Breast Cancer and Avastin, the Ongoing Saga

As many are now aware, in November of 2011, the United States FDA withdrew approval for bevacizumab (Avastin) for the treatment of breast cancer. Medicare and the National Comprehensive Cancer Network  (NCCN) are now re-examining their guidelines. In the interim, reimbursement for Avastin is a patchwork of approvals and denials across the country.

Into this mix comes an interesting concept apparently floated by Roche’s European affiliates. Described in a brief press release was the suggestion that Roche might be prepared to attach Avastin reimbursement to its efficacy. That is – Roche would only demand payment from patients and third party payers if the treated patient revealed objective evidence of response. This is an interesting idea!

The concept of conditional reimbursement is extremely intriguing. Contrary to contemporary reimbursement policy, the purveyors of therapy would only receive compensation if they could prove benefit, not mind you, benefit in the broad brush Phase III tiny statistically significant result (e.g. the FDA approval of erlotinib plus gemcitabine in pancreatic cancer for a median survival advantage of 10.6 days!), but instead very real benefit on a patient-by-patient basis.

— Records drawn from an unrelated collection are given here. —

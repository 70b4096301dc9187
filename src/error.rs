//! Error handler for social login.

use axum::http::{StatusCode, header};
use axum::response::{IntoResponse, Response};
use serde::Serialize;
use thiserror::Error;
use validator::ValidationErrors;

use crate::user::AuthIdError;

pub type Result<T> = std::result::Result<T, ServerError>;

/// Enum representing server-side errors.
#[derive(Debug, Error)]
pub enum ServerError {
    #[error("validation error occurred, {0}")]
    Validation(#[from] ValidationErrors),

    #[error("invalid configuration, {0}")]
    Config(String),

    #[error("invalid URL: {0}")]
    Url(#[from] url::ParseError),

    #[error("SQL request failed: {0}")]
    Sql(#[from] sqlx::Error),

    #[error("session storage failed: {0}")]
    Session(#[from] tower_sessions::session::Error),

    #[error("OAuth handshake failed: {0}")]
    OAuth(String),

    #[error("cannot fetch provider profile: {0}")]
    Profile(#[from] reqwest::Error),

    #[error(transparent)]
    AuthId(#[from] AuthIdError),

    #[error("unknown authentication provider `{0}`")]
    UnknownProvider(String),

    #[error("OAuth state is missing or does not match")]
    InvalidState,

    #[error("internal server error, {details}")]
    Internal {
        details: String,
        source: Option<Box<dyn std::error::Error + Send + Sync>>,
    },
}

/// Structure for detailed error responses.
#[derive(Debug, Serialize)]
pub struct ResponseError {
    r#type: Option<String>,
    title: String,
    status: u16,
    detail: String,
    instance: Option<String>,
}

impl ResponseError {
    /// Update error status code.
    pub fn status(mut self, code: StatusCode) -> Self {
        self.status = code.as_u16();
        self
    }

    /// Update `title` field.
    pub fn title(mut self, title: &str) -> Self {
        self.title = title.into();
        self
    }

    /// Add detailed error.
    pub fn details(mut self, description: &str) -> Self {
        self.detail = description.into();
        self
    }

    /// Reference the resource the error relates to.
    pub fn instance(mut self, instance: &str) -> Self {
        self.instance = Some(instance.into());
        self
    }

    /// Transform [`ResponseError`] into axum [`Response`].
    pub fn into_response(
        self,
    ) -> std::result::Result<Response, axum::http::Error> {
        if let Ok(body) = serde_json::to_string(&self) {
            Response::builder()
                .status(self.status)
                .header(header::CONTENT_TYPE, "application/problem+json")
                .body(body.into())
        } else {
            Ok(internal_server_error())
        }
    }
}

impl Default for ResponseError {
    fn default() -> Self {
        Self {
            r#type: None,
            title: "Internal server error.".to_owned(),
            status: StatusCode::INTERNAL_SERVER_ERROR.as_u16(),
            detail: String::default(),
            instance: None,
        }
    }
}

impl IntoResponse for ServerError {
    fn into_response(self) -> Response {
        let response = match &self {
            ServerError::UnknownProvider(_) => ResponseError::default()
                .title("Authentication provider not found.")
                .details(&self.to_string())
                .status(StatusCode::NOT_FOUND),

            ServerError::InvalidState => ResponseError::default()
                .title("Login request could not be verified.")
                .details(&self.to_string())
                .status(StatusCode::BAD_REQUEST),

            ServerError::Internal { details, source } => {
                tracing::error!(err = ?source, %details, "server returned 500 status");
                ResponseError::default()
            },

            // Lookup, creation and handshake failures halt the login flow
            // with a generic failure.
            err => {
                tracing::error!(error = %err, "request failed");
                ResponseError::default()
                    .details("Authentication could not be completed.")
            },
        };

        response
            .into_response()
            .unwrap_or_else(|_| internal_server_error())
    }
}

fn internal_server_error() -> Response {
    Response::builder()
        .status(StatusCode::INTERNAL_SERVER_ERROR)
        .header(header::CONTENT_TYPE, "application/problem+json")
        .body(
            serde_json::json!({
                "type": null,
                "title": "Internal server error.",
                "status": StatusCode::INTERNAL_SERVER_ERROR.as_u16(),
                "detail": null,
                "instance": null,
            })
            .to_string()
            .into(),
        )
        .unwrap_or_else(|_| Response::new("Internal server error".into()))
}

#[cfg(test)]
mod tests {
    use http_body_util::BodyExt;

    use super::*;

    async fn body_json(response: Response) -> serde_json::Value {
        let body = response.into_body().collect().await.unwrap().to_bytes();
        serde_json::from_slice(&body).unwrap()
    }

    #[tokio::test]
    async fn test_storage_failure_is_generic() {
        let response =
            ServerError::Sql(sqlx::Error::PoolTimedOut).into_response();
        assert_eq!(response.status(), StatusCode::INTERNAL_SERVER_ERROR);

        let body = body_json(response).await;
        assert_eq!(body["title"], "Internal server error.");
        assert!(!body["detail"].as_str().unwrap().contains("pool"));
    }

    #[tokio::test]
    async fn test_configuration_failure_is_generic() {
        let response =
            ServerError::Config("cannot build HTTP client".into()).into_response();
        assert_eq!(response.status(), StatusCode::INTERNAL_SERVER_ERROR);

        let body = body_json(response).await;
        assert!(body.get("errors").is_none());
        assert!(!body["detail"].as_str().unwrap().contains("HTTP client"));
    }

    #[tokio::test]
    async fn test_client_errors_keep_status() {
        let response =
            ServerError::UnknownProvider("myspace".into()).into_response();
        assert_eq!(response.status(), StatusCode::NOT_FOUND);

        let response = ServerError::InvalidState.into_response();
        assert_eq!(response.status(), StatusCode::BAD_REQUEST);

        assert_eq!(
            response.headers()[header::CONTENT_TYPE],
            "application/problem+json"
        );
    }
}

We use erlotinib plus gemcitabine, as well as Avastin combinations, to great benefit for many of our patients and applaud the availability of these drugs and combinations. But we never, just give them. Were the federal government, major payers or HMOs to be prepared to reimburse novel therapies predicated on their efficacy, we might envisage a meaningful advance in cancer therapeutics.

Today, few small laboratories, start-up companies and early stage biotech firms have the resources to marshal multi-million dollar clinical trials to test new therapies. This may in part be why advances in cancer therapy are moving so slowly forward.  The barriers to entry are insurmountable, causing many good ideas to fall by the wayside for lack of the hundreds of millions of dollars required to achieve FDA approval and Medicare reimbursement. But what if on an individual basis, reimbursement policies reflected the most meaningful of all endpoints – individual patient response and survival. Even the largest pharmaceutical companies are now coming to realize that despite their clout they too are suffering under the guidelines forced upon drug developers in this era of ever increasing regulation.

This is a concept worth pursuing. Let’s see where it goes.